Um trovão rugiu.
A chuva ameaçava cair, com pingos aleatórios lhe acertando o rosto e o braço, mas o que prevalecia eram os relâmpagos. Os céus estavam em fúria pelo que estava prestes a acontecer.
À sua volta, fogo, gritos, tiros. Caos. As mãos de Samuel tremem, de modo que ele mal consegue segurar sua arma. Suas ordens eram para conter os revoltosos, eliminar quem oferecesse resistência. Mas quase não houve resistência, e mesmo assim, seus companheiros não pareciam interessados em minimizar as fatalidades. Eles queriam sangue.

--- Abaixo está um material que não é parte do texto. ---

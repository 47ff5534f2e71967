mod memory;
mod redis;

use axum::{
    http::StatusCode,
    response::{IntoResponse, Response},
    Json,
};
use chrono::{DateTime, Duration, DurationRound, Utc};
use serde::Serialize;
use tracing::error;

use crate::http_err::ApiError;

pub use self::memory::MemoryRateLimiter;
pub use self::redis::RedisRateLimiter;

/// A requests-per-minute definition of a rate limiter.
pub trait RateLimiter: Send + Sync {
    /// Record an operation for a specific resource and determine if the rate
    /// limit has been exceeded.
    ///
    /// # Arguments
    ///
    /// * `key` - A unique key for the resource being rate limited. In the
    ///   context of a web request, this should encapsulate the request path and
    ///   method, as well as the actor making the request.
    /// * `max_req_per_min` - The maximum number of requests allowed in a given
    ///   minute.
    ///
    /// # Returns
    ///
    /// In the typical case, an [Ok] result containing a result describing the
    /// requestor's rate limit state is returned. An [Err] is returned if the
    /// rate limiter encounters an error while trying to determine if the
    /// request should be rate limited.
    fn is_limited(&self, key: &str, max_req_per_min: u64) -> anyhow::Result<RateLimitResult>;
}

/// Record a request against `key`, rejecting it once the limit is exceeded.
pub fn enforce(limiter: &dyn RateLimiter, key: &str, max_req_per_min: u64) -> Result<(), ApiError> {
    match limiter.is_limited(key, max_req_per_min) {
        Ok(RateLimitResult::NotLimited) => Ok(()),
        Ok(result @ RateLimitResult::LimitedUntil(_)) => Err(result.into()),
        Err(error) => {
            error!(?error, "Failed to query rate limiter.");

            Err(ApiError::InternalServerError)
        }
    }
}

#[derive(Debug, Eq, PartialEq)]
pub enum RateLimitResult {
    /// The rate limit has not been exceeded.
    NotLimited,
    /// The rate limit has been exceeded. Requests will be accepted again at the
    /// contained timestamp.
    LimitedUntil(DateTime<Utc>),
}

/// The start of the minute following `now`, which is when a per-minute limit
/// resets.
fn next_minute(now: DateTime<Utc>) -> DateTime<Utc> {
    let next = now + Duration::minutes(1);

    // Truncation only fails for timestamps outside the nanosecond range.
    next.duration_trunc(Duration::minutes(1)).unwrap_or(next)
}

#[derive(Serialize)]
pub struct RateLimitResponse {
    pub message: Option<String>,
}

impl From<RateLimitResult> for RateLimitResponse {
    fn from(result: RateLimitResult) -> Self {
        match result {
            RateLimitResult::LimitedUntil(_time) => Self {
                message: Some("Too many attempts. Please try again later.".to_string()),
            },
            RateLimitResult::NotLimited => Self { message: None },
        }
    }
}

impl IntoResponse for RateLimitResult {
    fn into_response(self) -> Response {
        if let Self::LimitedUntil(_time) = self {
            (
                StatusCode::TOO_MANY_REQUESTS,
                Json(RateLimitResponse::from(self)),
            )
                .into_response()
        } else {
            // A `RateLimitResult` will typically only be converted to a
            // response in a failure scenario, but if a non-limited result is
            // converted, we just respond with a simple success status code.
            StatusCode::OK.into_response()
        }
    }
}

#[cfg(test)]
mod test {
    use super::*;

    #[test]
    fn enforce_rejects_with_429_once_limited() {
        let limiter = MemoryRateLimiter::new();

        assert!(enforce(&limiter, "signup_10.0.0.1", 1).is_ok());

        let response = enforce(&limiter, "signup_10.0.0.1", 1)
            .unwrap_err()
            .into_response();
        assert_eq!(StatusCode::TOO_MANY_REQUESTS, response.status());
    }
}
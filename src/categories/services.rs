use uuid::Uuid;
use validator::Validate;

use crate::{
    repos::{CategoryPersistenceError, DynCategoryRepo},
    service_err::{ServiceError, ServiceResult},
};

use super::{Category, NewCategoryData};

impl From<CategoryPersistenceError> for ServiceError {
    fn from(error: CategoryPersistenceError) -> Self {
        match error {
            CategoryPersistenceError::DuplicateName(name) => {
                Self::Conflict(format!("A category named \"{}\" already exists.", name))
            }
            CategoryPersistenceError::Other(error) => Self::Other(error),
        }
    }
}

#[derive(Clone)]
pub struct CategoryService {
    category_repo: DynCategoryRepo,
}

impl CategoryService {
    pub fn new(category_repo: DynCategoryRepo) -> Self {
        Self { category_repo }
    }

    pub async fn list_categories(&self, owner_id: Uuid) -> ServiceResult<Vec<Category>> {
        Ok(self.category_repo.list_categories(owner_id).await?)
    }

    pub async fn get_category(&self, owner_id: Uuid, category_id: Uuid) -> ServiceResult<Category> {
        self.category_repo
            .get_category(owner_id, category_id)
            .await?
            .ok_or(ServiceError::NotFound("Category"))
    }

    pub async fn create_category(
        &self,
        owner_id: Uuid,
        data: NewCategoryData,
    ) -> ServiceResult<Category> {
        let data = data.normalized();
        data.validate()?;

        Ok(self.category_repo.create_category(owner_id, &data).await?)
    }

    /// The owner's category with this name, created with `data.kind` when
    /// there is none yet. An existing category keeps its own kind.
    pub async fn find_or_create(
        &self,
        owner_id: Uuid,
        data: NewCategoryData,
    ) -> ServiceResult<Category> {
        let data = data.normalized();
        data.validate()?;

        if let Some(existing) = self
            .category_repo
            .get_category_by_name(owner_id, &data.name)
            .await?
        {
            return Ok(existing);
        }

        match self.category_repo.create_category(owner_id, &data).await {
            Ok(created) => Ok(created),
            // Created concurrently under the same name.
            Err(CategoryPersistenceError::DuplicateName(_)) => self
                .category_repo
                .get_category_by_name(owner_id, &data.name)
                .await?
                .ok_or(ServiceError::NotFound("Category")),
            Err(error) => Err(error.into()),
        }
    }

    pub async fn update_category(
        &self,
        owner_id: Uuid,
        category_id: Uuid,
        data: NewCategoryData,
    ) -> ServiceResult<Category> {
        let data = data.normalized();
        data.validate()?;

        self.category_repo
            .update_category(owner_id, category_id, &data)
            .await?
            .ok_or(ServiceError::NotFound("Category"))
    }

    pub async fn delete_category(&self, owner_id: Uuid, category_id: Uuid) -> ServiceResult<()> {
        if self
            .category_repo
            .delete_category(owner_id, category_id)
            .await?
        {
            Ok(())
        } else {
            Err(ServiceError::NotFound("Category"))
        }
    }
}

#[cfg(test)]
pub(crate) mod test {
    use std::sync::{Arc, Mutex};

    use anyhow::Result;
    use async_trait::async_trait;
    use chrono::Utc;

    use crate::{categories::name_key, repos::CategoryRepo, transactions::TransactionKind};

    use super::*;

    #[derive(Default)]
    pub(crate) struct FakeCategoryRepo {
        pub categories: Mutex<Vec<Category>>,
    }

    impl FakeCategoryRepo {
        pub(crate) fn add_category(&self, owner_id: Uuid, name: &str, kind: TransactionKind) -> Category {
            let category = Category {
                id: Uuid::new_v4(),
                owner_id,
                name: name.to_owned(),
                kind,
                created_at: Utc::now(),
                updated_at: Utc::now(),
            };
            self.categories.lock().unwrap().push(category.clone());

            category
        }
    }

    #[async_trait]
    impl CategoryRepo for FakeCategoryRepo {
        async fn list_categories(&self, owner_id: Uuid) -> Result<Vec<Category>> {
            Ok(self
                .categories
                .lock()
                .unwrap()
                .iter()
                .filter(|c| c.owner_id == owner_id)
                .cloned()
                .collect())
        }

        async fn get_category(&self, owner_id: Uuid, category_id: Uuid) -> Result<Option<Category>> {
            Ok(self
                .categories
                .lock()
                .unwrap()
                .iter()
                .find(|c| c.owner_id == owner_id && c.id == category_id)
                .cloned())
        }

        async fn get_category_by_name(&self, owner_id: Uuid, name: &str) -> Result<Option<Category>> {
            Ok(self
                .categories
                .lock()
                .unwrap()
                .iter()
                .find(|c| c.owner_id == owner_id && name_key(&c.name) == name_key(name))
                .cloned())
        }

        async fn create_category(
            &self,
            owner_id: Uuid,
            data: &NewCategoryData,
        ) -> Result<Category, CategoryPersistenceError> {
            if self.get_category_by_name(owner_id, &data.name).await?.is_some() {
                return Err(CategoryPersistenceError::DuplicateName(data.name.clone()));
            }

            Ok(self.add_category(owner_id, &data.name, data.kind))
        }

        async fn update_category(
            &self,
            owner_id: Uuid,
            category_id: Uuid,
            data: &NewCategoryData,
        ) -> Result<Option<Category>, CategoryPersistenceError> {
            let mut categories = self.categories.lock().unwrap();
            if categories
                .iter()
                .any(|c| {
                    c.owner_id == owner_id
                        && c.id != category_id
                        && name_key(&c.name) == name_key(&data.name)
                })
            {
                return Err(CategoryPersistenceError::DuplicateName(data.name.clone()));
            }

            Ok(categories
                .iter_mut()
                .find(|c| c.owner_id == owner_id && c.id == category_id)
                .map(|c| {
                    c.name = data.name.clone();
                    c.kind = data.kind;
                    c.clone()
                }))
        }

        async fn delete_category(&self, owner_id: Uuid, category_id: Uuid) -> Result<bool> {
            let mut categories = self.categories.lock().unwrap();
            let before = categories.len();
            categories.retain(|c| !(c.owner_id == owner_id && c.id == category_id));

            Ok(categories.len() < before)
        }
    }

    #[tokio::test]
    async fn duplicate_names_conflict() {
        let service = CategoryService::new(Arc::new(FakeCategoryRepo::default()));
        let owner = Uuid::new_v4();
        let data = NewCategoryData {
            name: " Rent ".to_owned(),
            kind: TransactionKind::Expense,
        };

        let created = service.create_category(owner, data.clone()).await.unwrap();
        assert_eq!("Rent", created.name);

        let result = service.create_category(owner, data).await;
        assert!(matches!(result, Err(ServiceError::Conflict(_))));
    }

    #[tokio::test]
    async fn names_differing_only_in_case_conflict() {
        let repo = Arc::new(FakeCategoryRepo::default());
        let owner = Uuid::new_v4();
        repo.add_category(owner, "Rent", TransactionKind::Expense);
        let other = repo.add_category(owner, "Travel", TransactionKind::Expense);
        let service = CategoryService::new(repo);

        let created = service
            .create_category(
                owner,
                NewCategoryData {
                    name: "RENT".to_owned(),
                    kind: TransactionKind::Expense,
                },
            )
            .await;
        assert!(matches!(created, Err(ServiceError::Conflict(_))));

        let renamed = service
            .update_category(
                owner,
                other.id,
                NewCategoryData {
                    name: "rent".to_owned(),
                    kind: TransactionKind::Expense,
                },
            )
            .await;
        assert!(matches!(renamed, Err(ServiceError::Conflict(_))));
    }

    #[tokio::test]
    async fn renaming_to_a_different_case_of_itself_is_allowed() {
        let repo = Arc::new(FakeCategoryRepo::default());
        let owner = Uuid::new_v4();
        let rent = repo.add_category(owner, "rent", TransactionKind::Expense);
        let service = CategoryService::new(repo);

        let renamed = service
            .update_category(
                owner,
                rent.id,
                NewCategoryData {
                    name: "Rent".to_owned(),
                    kind: TransactionKind::Expense,
                },
            )
            .await
            .unwrap();

        assert_eq!("Rent", renamed.name);
    }

    #[tokio::test]
    async fn find_or_create_reuses_names_ignoring_case() {
        let repo = Arc::new(FakeCategoryRepo::default());
        let owner = Uuid::new_v4();
        let food = repo.add_category(owner, "Food", TransactionKind::Expense);
        let service = CategoryService::new(repo.clone());

        let found = service
            .find_or_create(
                owner,
                NewCategoryData {
                    name: " food ".to_owned(),
                    kind: TransactionKind::Expense,
                },
            )
            .await
            .unwrap();

        assert_eq!(food.id, found.id);
        assert_eq!(1, repo.categories.lock().unwrap().len());
    }

    #[tokio::test]
    async fn find_or_create_validates_names() {
        let service = CategoryService::new(Arc::new(FakeCategoryRepo::default()));

        let result = service
            .find_or_create(
                Uuid::new_v4(),
                NewCategoryData {
                    name: "x".repeat(65),
                    kind: TransactionKind::Expense,
                },
            )
            .await;

        assert!(matches!(result, Err(ServiceError::InvalidData(_))));
    }

    #[tokio::test]
    async fn other_users_categories_are_not_found() {
        let repo = Arc::new(FakeCategoryRepo::default());
        let category = repo.add_category(Uuid::new_v4(), "Rent", TransactionKind::Expense);
        let service = CategoryService::new(repo);

        let result = service.delete_category(Uuid::new_v4(), category.id).await;

        assert!(matches!(result, Err(ServiceError::NotFound("Category"))));
    }
}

Sangue do seu povo. E Samuel estava participando daquela barbárie.
Ele viu quando um de seus companheiros atirou numa idosa a sangue frio. Samuel deu um grito curto de revolta. Seu companheiro olhou rapidamente para ele, mas o ignorou e seguiu seu caminho.
À sua frente, uma garota estava parada. Ele não sabia há quanto tempo ela estava lá, talvez quase tanto quanto ele esteve congelado ali. Ela usava uma roupa simples, de tecido cru. Os longos cabelos negros estavam caídos sobre o rosto. Ela parecia em choque, congelada como Samuel.
Mas então seus olhos se ergueram, encontraram os de Samuel. Um grito bestial irrompeu de sua garganta e uma faca simples surgiu em sua mão. A jovem investiu contra Samuel com a faca em punho.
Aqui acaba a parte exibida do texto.